(Saved entries)
%%

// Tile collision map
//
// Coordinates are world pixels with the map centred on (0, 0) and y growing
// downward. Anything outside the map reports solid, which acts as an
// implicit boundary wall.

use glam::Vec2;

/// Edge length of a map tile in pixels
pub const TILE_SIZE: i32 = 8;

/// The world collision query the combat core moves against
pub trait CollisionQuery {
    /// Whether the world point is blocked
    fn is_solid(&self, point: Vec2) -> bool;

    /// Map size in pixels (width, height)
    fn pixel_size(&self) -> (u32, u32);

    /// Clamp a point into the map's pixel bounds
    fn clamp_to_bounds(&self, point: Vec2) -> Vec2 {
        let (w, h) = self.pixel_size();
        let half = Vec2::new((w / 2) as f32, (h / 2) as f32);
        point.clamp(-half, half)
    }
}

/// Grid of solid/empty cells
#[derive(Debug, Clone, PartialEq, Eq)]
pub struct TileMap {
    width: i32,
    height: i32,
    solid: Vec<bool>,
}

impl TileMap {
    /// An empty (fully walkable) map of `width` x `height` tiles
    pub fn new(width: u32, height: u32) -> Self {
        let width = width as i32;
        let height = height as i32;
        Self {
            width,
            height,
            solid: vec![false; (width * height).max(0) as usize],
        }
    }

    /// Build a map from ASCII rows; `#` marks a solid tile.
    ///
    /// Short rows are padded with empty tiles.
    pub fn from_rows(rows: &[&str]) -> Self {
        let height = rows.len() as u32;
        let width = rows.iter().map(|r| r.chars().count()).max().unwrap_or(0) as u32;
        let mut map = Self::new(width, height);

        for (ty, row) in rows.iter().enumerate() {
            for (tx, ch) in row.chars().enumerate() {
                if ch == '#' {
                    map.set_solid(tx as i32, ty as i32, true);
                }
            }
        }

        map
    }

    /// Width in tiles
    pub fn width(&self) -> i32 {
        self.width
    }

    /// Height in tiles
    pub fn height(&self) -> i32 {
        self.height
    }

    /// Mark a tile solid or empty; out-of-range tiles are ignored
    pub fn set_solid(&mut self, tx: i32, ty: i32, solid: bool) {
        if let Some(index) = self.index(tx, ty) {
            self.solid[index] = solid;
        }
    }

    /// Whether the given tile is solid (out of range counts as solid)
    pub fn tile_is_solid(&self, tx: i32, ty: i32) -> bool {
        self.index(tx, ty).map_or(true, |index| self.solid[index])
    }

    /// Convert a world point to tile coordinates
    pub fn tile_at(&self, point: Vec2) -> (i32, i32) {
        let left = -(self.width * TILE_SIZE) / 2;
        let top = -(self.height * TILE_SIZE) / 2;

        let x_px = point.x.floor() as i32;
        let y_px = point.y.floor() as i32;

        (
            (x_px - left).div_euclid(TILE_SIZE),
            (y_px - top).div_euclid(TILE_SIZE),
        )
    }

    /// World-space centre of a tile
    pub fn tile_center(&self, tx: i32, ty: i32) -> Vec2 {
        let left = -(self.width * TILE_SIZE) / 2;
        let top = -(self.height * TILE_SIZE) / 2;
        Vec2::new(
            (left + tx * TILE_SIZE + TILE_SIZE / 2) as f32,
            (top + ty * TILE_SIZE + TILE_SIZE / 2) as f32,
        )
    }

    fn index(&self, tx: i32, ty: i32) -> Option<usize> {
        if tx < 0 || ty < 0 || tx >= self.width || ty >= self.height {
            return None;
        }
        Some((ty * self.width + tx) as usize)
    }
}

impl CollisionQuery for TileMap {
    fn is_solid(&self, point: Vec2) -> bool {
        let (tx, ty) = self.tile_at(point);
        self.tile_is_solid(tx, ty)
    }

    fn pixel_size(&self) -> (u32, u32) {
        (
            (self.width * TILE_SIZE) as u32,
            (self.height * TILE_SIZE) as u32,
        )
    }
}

%%
%%

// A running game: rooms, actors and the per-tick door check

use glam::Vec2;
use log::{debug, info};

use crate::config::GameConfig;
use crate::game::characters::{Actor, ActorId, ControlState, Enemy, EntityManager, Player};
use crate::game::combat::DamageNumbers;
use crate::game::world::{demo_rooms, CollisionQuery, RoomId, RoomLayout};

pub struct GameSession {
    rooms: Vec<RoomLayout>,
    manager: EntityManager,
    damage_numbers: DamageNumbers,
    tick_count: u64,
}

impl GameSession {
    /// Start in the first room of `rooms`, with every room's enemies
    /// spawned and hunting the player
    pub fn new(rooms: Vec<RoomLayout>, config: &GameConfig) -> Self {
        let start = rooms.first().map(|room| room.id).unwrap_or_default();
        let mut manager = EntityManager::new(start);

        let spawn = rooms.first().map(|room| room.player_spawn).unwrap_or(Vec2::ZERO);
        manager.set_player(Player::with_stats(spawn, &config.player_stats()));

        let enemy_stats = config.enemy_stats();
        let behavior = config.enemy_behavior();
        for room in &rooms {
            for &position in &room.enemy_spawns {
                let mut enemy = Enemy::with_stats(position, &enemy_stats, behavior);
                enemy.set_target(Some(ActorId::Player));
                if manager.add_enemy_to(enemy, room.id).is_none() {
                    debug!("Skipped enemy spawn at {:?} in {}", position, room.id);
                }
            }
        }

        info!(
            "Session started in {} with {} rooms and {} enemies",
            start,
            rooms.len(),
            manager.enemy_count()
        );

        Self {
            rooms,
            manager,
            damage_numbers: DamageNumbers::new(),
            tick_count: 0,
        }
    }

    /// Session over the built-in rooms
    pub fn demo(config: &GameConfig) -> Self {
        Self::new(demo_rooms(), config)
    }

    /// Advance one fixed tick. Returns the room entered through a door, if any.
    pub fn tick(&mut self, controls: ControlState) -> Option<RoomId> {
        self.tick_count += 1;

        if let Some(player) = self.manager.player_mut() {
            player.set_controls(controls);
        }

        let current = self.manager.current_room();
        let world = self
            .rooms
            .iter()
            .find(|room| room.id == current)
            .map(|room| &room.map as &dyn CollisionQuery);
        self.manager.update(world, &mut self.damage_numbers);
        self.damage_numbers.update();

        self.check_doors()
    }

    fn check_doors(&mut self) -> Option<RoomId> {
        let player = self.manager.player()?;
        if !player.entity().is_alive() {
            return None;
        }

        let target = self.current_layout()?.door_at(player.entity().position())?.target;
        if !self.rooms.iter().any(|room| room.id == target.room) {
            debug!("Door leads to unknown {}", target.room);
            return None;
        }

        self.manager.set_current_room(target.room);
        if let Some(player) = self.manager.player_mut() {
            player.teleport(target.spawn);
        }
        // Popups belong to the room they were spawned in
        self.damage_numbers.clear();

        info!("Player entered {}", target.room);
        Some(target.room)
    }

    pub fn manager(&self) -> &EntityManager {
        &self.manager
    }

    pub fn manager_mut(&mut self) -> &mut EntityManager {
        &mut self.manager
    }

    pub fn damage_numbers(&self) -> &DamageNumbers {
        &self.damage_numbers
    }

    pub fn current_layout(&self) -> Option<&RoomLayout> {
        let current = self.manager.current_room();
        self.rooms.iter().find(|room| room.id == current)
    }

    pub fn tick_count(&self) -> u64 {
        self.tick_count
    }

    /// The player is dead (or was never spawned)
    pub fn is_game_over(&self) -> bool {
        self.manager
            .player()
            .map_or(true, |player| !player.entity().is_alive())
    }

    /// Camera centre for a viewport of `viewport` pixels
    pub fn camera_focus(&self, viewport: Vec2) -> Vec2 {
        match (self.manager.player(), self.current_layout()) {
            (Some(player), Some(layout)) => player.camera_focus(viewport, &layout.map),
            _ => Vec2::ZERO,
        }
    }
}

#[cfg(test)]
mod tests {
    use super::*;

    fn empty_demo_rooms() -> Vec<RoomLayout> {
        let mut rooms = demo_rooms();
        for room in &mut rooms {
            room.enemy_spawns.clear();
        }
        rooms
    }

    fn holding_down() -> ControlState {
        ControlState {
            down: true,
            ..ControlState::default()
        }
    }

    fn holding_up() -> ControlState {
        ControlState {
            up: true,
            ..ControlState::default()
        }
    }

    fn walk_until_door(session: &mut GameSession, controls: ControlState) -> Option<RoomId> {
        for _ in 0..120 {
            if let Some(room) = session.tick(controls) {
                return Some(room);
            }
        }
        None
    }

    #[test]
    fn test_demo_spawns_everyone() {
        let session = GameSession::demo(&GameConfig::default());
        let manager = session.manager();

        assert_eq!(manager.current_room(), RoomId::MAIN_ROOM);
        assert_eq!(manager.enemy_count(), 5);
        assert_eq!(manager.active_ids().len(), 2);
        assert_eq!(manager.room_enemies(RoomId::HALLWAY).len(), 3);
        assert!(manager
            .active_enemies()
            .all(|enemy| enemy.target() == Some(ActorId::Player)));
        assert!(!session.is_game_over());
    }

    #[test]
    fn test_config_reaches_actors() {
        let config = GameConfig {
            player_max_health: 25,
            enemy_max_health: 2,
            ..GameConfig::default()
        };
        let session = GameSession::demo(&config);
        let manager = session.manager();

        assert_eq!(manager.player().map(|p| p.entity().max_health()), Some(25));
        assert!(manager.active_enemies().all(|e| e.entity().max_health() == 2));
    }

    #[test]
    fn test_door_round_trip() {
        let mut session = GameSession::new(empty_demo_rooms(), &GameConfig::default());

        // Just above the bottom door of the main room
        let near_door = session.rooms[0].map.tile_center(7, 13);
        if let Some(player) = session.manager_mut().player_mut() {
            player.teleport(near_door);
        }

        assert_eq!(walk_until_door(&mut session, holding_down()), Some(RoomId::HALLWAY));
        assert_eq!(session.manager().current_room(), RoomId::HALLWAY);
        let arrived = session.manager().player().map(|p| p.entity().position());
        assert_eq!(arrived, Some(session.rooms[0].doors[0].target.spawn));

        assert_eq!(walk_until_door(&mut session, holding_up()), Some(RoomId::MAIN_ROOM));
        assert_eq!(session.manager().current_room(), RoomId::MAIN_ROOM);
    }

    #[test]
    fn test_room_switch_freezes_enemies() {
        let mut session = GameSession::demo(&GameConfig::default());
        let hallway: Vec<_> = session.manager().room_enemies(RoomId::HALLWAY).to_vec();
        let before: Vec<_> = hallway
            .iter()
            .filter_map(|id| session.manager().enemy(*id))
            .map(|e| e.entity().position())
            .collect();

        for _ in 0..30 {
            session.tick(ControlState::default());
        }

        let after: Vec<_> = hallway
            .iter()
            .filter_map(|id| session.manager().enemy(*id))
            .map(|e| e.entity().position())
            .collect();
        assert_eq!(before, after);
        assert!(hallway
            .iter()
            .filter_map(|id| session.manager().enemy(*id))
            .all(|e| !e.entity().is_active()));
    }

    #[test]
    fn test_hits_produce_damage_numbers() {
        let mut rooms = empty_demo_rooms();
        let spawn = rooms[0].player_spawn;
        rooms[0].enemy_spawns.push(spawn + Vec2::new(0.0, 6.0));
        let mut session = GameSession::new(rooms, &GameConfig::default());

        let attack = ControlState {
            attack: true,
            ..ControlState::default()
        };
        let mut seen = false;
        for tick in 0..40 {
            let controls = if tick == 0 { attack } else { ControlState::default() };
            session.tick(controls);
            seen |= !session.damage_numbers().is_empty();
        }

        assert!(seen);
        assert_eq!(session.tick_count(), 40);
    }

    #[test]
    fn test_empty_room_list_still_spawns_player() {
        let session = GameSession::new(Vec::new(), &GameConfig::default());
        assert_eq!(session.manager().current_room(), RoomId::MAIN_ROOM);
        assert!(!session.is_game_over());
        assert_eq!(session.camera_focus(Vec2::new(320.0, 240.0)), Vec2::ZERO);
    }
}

%%

The lines that contain the word "left" are wanted; copy each of them from the records.

        let left = -(self.width * TILE_SIZE) / 2;
            (x_px - left).div_euclid(TILE_SIZE),
        let left = -(self.width * TILE_SIZE) / 2;
            (left + tx * TILE_SIZE + TILE_SIZE / 2) as f32,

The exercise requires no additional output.